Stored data
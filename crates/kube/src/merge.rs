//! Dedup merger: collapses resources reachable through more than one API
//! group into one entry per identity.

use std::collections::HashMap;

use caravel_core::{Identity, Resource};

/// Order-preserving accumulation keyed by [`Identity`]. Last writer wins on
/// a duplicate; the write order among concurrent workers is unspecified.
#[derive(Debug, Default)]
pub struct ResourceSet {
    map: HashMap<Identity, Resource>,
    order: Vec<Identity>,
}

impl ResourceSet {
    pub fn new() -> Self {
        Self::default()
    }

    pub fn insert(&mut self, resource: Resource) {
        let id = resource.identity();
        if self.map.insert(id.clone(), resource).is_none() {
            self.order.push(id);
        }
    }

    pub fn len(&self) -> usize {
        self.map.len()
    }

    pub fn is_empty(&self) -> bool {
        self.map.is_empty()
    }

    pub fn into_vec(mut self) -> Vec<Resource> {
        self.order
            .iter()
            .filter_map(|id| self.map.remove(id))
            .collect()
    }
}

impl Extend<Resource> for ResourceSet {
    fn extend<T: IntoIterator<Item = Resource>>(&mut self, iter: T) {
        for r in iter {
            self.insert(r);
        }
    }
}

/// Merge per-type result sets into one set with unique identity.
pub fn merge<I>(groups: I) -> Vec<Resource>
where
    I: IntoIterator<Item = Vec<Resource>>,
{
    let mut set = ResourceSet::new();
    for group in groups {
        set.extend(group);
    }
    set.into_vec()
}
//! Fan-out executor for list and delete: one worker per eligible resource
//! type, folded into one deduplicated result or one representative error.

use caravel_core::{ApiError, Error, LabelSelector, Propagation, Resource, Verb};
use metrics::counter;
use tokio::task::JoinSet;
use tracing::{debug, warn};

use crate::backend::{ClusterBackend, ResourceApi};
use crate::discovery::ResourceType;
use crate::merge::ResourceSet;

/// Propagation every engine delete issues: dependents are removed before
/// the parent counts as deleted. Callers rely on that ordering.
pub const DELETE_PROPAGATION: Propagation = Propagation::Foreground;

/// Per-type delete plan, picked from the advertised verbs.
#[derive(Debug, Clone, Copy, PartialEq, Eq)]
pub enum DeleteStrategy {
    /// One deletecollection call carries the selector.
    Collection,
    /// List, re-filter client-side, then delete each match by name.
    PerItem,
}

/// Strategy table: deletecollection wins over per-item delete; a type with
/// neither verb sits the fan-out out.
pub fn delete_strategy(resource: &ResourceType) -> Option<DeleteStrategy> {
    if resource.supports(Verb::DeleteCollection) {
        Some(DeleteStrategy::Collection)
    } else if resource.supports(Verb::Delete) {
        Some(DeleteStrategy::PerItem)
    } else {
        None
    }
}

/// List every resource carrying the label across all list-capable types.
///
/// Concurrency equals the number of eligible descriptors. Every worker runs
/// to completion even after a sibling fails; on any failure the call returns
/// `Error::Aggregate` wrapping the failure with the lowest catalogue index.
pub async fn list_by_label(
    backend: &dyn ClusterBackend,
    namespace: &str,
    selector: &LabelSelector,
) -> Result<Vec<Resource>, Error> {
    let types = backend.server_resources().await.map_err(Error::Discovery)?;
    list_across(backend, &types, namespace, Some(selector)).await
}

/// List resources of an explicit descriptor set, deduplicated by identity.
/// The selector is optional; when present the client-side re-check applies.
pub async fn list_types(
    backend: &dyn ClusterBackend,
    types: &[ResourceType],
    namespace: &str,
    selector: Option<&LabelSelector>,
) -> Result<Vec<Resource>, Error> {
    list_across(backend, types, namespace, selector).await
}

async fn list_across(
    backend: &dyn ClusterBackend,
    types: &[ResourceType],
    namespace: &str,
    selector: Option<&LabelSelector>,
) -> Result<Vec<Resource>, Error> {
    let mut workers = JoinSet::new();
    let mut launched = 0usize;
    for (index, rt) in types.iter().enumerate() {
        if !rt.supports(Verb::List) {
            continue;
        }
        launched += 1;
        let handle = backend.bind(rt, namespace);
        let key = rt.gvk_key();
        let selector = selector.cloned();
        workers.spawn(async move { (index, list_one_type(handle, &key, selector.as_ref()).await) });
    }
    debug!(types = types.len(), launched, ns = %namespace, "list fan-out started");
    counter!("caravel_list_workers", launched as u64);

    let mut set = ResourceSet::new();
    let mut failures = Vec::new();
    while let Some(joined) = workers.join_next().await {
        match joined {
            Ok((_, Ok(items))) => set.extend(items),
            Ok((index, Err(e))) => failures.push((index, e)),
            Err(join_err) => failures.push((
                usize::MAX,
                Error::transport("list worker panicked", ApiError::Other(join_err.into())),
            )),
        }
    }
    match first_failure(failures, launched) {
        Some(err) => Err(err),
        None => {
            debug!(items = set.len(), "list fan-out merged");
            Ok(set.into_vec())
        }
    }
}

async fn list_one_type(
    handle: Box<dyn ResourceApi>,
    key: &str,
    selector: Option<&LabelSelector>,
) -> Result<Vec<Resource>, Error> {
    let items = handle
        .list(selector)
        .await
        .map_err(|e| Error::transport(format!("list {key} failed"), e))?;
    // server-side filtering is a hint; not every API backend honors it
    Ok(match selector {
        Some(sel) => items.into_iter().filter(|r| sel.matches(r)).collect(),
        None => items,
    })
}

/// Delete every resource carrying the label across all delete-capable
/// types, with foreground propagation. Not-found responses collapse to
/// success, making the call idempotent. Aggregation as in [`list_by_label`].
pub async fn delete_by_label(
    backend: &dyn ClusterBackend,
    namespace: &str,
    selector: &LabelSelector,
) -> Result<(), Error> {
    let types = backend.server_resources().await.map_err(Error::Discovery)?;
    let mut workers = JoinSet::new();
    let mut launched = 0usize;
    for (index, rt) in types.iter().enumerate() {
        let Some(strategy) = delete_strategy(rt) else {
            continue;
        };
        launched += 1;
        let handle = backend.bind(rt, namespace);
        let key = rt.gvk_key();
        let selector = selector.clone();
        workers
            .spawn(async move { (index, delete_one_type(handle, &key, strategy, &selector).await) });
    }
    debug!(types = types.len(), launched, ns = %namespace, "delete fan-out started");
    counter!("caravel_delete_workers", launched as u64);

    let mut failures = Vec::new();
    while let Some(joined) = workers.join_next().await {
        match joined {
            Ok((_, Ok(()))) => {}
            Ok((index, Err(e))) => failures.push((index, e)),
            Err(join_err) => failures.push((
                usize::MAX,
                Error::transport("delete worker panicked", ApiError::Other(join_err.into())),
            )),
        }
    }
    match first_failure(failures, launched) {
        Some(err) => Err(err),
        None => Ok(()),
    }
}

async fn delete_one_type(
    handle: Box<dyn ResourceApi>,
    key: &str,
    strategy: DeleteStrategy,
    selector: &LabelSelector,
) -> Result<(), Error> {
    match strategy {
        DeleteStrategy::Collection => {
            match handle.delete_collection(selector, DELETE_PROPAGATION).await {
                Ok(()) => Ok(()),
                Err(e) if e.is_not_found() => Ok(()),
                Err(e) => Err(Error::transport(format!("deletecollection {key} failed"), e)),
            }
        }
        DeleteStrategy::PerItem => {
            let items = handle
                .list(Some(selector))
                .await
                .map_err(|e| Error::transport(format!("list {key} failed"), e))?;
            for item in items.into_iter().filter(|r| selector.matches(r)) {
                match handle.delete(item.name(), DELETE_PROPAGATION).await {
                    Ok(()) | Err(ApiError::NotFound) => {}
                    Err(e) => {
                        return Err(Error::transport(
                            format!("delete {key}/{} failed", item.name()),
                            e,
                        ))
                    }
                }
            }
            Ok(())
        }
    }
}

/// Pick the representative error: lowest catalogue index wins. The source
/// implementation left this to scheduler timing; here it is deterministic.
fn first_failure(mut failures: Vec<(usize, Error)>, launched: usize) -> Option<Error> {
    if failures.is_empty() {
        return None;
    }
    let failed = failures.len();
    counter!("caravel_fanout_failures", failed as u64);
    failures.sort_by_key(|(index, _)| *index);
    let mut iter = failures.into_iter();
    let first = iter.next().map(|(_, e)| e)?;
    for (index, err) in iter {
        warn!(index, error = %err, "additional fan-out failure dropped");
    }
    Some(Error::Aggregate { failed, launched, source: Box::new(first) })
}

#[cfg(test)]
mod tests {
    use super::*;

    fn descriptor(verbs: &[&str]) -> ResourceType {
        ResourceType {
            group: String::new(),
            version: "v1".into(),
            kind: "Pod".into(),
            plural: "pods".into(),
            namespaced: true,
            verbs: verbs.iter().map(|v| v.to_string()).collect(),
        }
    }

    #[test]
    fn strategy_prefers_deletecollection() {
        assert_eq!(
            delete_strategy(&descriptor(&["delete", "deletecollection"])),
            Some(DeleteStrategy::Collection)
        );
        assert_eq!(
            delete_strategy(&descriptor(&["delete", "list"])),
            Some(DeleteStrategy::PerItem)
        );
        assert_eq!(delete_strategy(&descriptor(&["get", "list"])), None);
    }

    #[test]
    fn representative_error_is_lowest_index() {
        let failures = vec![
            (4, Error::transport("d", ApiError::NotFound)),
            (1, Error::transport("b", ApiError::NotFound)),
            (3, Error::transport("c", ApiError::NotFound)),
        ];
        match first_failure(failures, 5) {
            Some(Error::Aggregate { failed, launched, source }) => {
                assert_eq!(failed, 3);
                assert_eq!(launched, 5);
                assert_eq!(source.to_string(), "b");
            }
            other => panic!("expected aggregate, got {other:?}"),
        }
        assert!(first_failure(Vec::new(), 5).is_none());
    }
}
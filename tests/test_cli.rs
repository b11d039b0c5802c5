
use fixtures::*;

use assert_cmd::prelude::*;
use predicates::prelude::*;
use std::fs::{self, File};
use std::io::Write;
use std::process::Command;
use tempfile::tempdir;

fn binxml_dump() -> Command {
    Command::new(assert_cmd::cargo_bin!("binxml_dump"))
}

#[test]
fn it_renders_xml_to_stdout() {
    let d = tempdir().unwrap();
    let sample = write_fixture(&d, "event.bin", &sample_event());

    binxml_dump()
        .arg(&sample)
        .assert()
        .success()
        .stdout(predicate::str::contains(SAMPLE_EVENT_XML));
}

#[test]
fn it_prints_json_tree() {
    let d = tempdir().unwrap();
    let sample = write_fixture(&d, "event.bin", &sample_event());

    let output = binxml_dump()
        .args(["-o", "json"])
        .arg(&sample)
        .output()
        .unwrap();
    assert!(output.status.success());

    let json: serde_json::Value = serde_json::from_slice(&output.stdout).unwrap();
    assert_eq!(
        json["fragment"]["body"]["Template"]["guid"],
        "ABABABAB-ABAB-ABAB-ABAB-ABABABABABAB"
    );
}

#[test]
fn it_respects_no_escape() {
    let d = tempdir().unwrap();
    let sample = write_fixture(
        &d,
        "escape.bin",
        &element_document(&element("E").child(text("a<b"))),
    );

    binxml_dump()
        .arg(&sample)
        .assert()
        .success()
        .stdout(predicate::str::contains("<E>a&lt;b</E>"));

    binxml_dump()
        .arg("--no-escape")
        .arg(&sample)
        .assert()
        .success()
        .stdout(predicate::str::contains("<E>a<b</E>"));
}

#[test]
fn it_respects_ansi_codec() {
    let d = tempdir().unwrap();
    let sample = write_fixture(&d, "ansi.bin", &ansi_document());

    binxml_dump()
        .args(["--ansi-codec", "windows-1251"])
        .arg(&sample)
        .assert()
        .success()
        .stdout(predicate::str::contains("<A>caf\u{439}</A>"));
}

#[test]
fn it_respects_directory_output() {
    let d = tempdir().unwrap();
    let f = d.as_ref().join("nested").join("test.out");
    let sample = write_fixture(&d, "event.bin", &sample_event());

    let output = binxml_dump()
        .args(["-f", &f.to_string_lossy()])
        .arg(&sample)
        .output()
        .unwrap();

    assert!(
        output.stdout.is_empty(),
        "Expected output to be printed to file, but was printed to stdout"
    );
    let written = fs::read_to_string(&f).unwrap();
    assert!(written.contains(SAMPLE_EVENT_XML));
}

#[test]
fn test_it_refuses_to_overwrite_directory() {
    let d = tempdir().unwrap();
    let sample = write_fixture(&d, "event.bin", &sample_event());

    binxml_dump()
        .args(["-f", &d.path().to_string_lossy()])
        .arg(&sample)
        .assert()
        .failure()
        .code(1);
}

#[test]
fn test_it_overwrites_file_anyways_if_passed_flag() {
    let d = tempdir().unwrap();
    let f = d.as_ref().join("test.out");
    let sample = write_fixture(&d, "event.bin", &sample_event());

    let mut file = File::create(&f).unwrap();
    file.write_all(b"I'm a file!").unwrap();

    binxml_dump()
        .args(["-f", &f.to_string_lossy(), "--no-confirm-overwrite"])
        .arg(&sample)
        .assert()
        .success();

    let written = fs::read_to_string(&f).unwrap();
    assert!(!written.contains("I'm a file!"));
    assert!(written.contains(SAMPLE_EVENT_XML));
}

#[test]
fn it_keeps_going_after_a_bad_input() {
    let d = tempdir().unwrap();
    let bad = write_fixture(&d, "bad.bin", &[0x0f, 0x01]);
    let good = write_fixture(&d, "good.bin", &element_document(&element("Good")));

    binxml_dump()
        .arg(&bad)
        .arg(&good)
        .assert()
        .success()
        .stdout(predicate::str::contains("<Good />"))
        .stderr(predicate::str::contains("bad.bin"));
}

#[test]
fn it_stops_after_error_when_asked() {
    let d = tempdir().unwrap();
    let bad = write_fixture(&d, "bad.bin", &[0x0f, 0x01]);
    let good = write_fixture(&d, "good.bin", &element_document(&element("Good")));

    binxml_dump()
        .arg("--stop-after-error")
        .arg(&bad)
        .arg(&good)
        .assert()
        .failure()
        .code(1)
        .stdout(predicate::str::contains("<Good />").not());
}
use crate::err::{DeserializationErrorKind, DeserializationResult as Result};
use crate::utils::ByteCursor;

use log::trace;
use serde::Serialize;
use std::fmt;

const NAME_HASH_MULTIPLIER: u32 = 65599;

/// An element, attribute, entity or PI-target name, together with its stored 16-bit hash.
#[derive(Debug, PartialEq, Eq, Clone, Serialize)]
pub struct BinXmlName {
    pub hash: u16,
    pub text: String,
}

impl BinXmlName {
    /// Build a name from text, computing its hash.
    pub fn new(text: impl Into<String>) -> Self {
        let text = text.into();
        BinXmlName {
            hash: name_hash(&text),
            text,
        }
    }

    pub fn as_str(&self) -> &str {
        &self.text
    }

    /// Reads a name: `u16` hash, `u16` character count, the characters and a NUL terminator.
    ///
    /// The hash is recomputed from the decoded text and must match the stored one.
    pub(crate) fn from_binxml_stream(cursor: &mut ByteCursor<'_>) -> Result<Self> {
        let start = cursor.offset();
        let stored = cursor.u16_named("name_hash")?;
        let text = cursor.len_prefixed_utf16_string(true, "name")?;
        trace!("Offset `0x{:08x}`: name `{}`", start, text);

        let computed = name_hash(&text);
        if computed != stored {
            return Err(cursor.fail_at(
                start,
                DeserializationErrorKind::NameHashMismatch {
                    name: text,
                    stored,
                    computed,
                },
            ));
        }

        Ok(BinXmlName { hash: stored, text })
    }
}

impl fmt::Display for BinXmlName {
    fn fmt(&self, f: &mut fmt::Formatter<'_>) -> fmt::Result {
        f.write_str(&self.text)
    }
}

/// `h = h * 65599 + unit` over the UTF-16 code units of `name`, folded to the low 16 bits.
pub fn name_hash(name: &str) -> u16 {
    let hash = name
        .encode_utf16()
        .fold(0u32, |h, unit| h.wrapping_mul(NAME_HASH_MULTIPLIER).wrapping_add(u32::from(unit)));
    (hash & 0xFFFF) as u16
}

**WHAT IS EXPECTED**
Give the number of lines in the records above that contain "started", with no other words.

**SOLUTION BELOW**
2